SUPPLIED RECORDS: Begin
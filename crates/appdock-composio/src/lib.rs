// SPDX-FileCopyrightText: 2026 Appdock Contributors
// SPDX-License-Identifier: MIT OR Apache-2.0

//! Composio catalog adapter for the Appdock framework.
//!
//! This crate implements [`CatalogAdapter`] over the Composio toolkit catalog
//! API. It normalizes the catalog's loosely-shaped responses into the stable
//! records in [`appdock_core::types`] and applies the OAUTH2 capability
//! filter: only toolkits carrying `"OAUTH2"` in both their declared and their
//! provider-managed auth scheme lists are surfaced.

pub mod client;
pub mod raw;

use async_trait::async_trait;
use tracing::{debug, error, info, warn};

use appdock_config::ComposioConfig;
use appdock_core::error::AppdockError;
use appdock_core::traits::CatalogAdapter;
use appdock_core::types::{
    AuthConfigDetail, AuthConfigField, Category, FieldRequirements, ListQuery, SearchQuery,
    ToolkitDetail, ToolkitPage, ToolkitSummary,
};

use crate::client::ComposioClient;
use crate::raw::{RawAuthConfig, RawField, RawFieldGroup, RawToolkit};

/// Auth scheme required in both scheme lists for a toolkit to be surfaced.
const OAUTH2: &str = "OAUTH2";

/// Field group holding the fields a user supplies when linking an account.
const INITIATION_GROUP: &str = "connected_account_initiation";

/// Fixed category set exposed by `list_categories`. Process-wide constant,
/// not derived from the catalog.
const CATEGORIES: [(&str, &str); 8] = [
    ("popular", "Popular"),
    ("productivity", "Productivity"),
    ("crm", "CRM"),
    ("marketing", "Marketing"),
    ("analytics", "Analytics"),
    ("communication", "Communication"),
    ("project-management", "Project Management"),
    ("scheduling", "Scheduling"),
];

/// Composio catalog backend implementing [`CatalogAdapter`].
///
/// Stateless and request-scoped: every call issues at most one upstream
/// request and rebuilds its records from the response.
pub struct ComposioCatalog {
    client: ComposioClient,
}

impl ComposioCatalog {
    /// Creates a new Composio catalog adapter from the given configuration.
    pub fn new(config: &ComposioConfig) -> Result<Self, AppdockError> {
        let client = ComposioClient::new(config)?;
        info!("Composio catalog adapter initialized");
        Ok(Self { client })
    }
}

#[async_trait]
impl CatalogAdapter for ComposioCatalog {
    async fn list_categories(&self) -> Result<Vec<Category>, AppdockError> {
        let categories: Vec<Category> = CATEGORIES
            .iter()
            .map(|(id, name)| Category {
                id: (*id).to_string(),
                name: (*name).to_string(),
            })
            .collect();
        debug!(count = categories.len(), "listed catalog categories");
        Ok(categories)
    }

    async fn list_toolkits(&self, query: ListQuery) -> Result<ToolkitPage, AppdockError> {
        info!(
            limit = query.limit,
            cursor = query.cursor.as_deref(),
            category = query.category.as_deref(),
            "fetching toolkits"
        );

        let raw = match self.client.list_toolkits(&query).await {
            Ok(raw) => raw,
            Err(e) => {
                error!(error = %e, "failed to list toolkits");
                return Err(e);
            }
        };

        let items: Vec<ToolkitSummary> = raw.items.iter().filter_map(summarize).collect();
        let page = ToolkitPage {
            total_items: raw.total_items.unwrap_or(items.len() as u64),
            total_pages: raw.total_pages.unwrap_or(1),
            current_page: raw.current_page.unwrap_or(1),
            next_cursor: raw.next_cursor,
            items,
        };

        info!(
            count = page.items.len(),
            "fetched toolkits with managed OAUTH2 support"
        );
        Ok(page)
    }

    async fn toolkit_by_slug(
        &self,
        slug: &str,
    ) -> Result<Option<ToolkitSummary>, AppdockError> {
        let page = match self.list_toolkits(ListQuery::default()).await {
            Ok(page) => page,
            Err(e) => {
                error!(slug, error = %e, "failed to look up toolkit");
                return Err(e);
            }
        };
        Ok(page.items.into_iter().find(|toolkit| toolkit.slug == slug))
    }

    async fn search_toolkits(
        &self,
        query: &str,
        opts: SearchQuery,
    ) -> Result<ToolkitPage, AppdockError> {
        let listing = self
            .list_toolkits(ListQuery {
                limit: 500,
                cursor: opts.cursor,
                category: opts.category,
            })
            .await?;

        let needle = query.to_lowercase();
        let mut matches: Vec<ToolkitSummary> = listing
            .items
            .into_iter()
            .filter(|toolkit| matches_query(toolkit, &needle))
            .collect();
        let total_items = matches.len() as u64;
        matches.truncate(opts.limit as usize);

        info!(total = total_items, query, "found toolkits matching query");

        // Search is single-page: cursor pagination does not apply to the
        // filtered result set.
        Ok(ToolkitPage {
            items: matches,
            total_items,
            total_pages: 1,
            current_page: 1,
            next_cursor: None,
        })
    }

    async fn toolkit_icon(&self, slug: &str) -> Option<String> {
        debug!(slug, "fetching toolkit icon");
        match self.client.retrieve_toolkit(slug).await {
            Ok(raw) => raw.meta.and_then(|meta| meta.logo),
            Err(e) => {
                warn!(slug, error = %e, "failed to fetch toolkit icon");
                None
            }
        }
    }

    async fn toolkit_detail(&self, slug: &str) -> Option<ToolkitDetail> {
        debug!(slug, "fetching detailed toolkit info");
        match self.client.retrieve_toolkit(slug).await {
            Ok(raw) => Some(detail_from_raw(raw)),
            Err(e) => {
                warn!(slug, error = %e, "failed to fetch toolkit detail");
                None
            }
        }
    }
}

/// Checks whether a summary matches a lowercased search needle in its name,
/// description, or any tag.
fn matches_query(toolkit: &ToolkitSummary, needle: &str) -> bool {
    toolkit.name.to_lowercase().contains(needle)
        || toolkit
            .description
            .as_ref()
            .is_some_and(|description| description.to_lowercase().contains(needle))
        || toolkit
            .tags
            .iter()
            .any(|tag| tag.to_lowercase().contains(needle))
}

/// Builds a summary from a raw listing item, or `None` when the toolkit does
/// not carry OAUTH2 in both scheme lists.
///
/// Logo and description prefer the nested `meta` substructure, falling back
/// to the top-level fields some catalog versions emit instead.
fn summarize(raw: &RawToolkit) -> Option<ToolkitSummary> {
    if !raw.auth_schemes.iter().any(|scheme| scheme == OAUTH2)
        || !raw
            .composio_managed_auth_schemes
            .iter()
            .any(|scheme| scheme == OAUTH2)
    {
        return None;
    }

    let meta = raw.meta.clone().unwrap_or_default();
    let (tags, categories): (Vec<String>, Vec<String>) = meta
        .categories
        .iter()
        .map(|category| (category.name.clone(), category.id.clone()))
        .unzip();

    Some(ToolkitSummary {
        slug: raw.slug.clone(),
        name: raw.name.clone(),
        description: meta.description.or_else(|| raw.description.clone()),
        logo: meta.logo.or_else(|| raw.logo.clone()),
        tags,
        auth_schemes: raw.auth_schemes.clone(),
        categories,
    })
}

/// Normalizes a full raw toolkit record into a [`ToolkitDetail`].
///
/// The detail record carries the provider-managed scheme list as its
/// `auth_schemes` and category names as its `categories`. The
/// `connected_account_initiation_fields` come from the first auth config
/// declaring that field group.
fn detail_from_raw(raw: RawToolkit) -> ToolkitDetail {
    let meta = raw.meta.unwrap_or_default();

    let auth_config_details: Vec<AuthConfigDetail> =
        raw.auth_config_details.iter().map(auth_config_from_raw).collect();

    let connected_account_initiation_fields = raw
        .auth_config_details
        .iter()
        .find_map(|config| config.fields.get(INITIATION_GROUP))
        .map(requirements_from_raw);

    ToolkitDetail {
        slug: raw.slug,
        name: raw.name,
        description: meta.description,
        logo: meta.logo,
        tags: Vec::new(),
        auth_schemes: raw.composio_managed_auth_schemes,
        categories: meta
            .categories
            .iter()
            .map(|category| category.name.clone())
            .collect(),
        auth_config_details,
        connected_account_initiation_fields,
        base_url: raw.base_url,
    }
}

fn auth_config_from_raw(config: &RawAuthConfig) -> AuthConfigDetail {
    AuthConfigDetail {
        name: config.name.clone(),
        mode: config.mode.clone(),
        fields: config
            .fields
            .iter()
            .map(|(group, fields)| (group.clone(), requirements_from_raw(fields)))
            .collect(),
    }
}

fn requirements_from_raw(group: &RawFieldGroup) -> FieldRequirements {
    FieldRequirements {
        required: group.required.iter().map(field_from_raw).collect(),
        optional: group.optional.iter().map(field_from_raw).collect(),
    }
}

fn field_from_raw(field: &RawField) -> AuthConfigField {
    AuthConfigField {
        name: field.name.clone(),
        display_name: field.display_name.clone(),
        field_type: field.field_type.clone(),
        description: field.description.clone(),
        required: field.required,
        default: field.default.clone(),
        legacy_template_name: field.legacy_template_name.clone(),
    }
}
SUPPLIED RECORDS: End
_WHAT NEEDS TO BE DONE:_ Match on "lists" and report each line of the data above that has it.

_COMPLETED EXERCISE:_
//! provider-managed auth scheme lists are surfaced.
/// Auth scheme required in both scheme lists for a toolkit to be surfaced.
/// not carry OAUTH2 in both scheme lists.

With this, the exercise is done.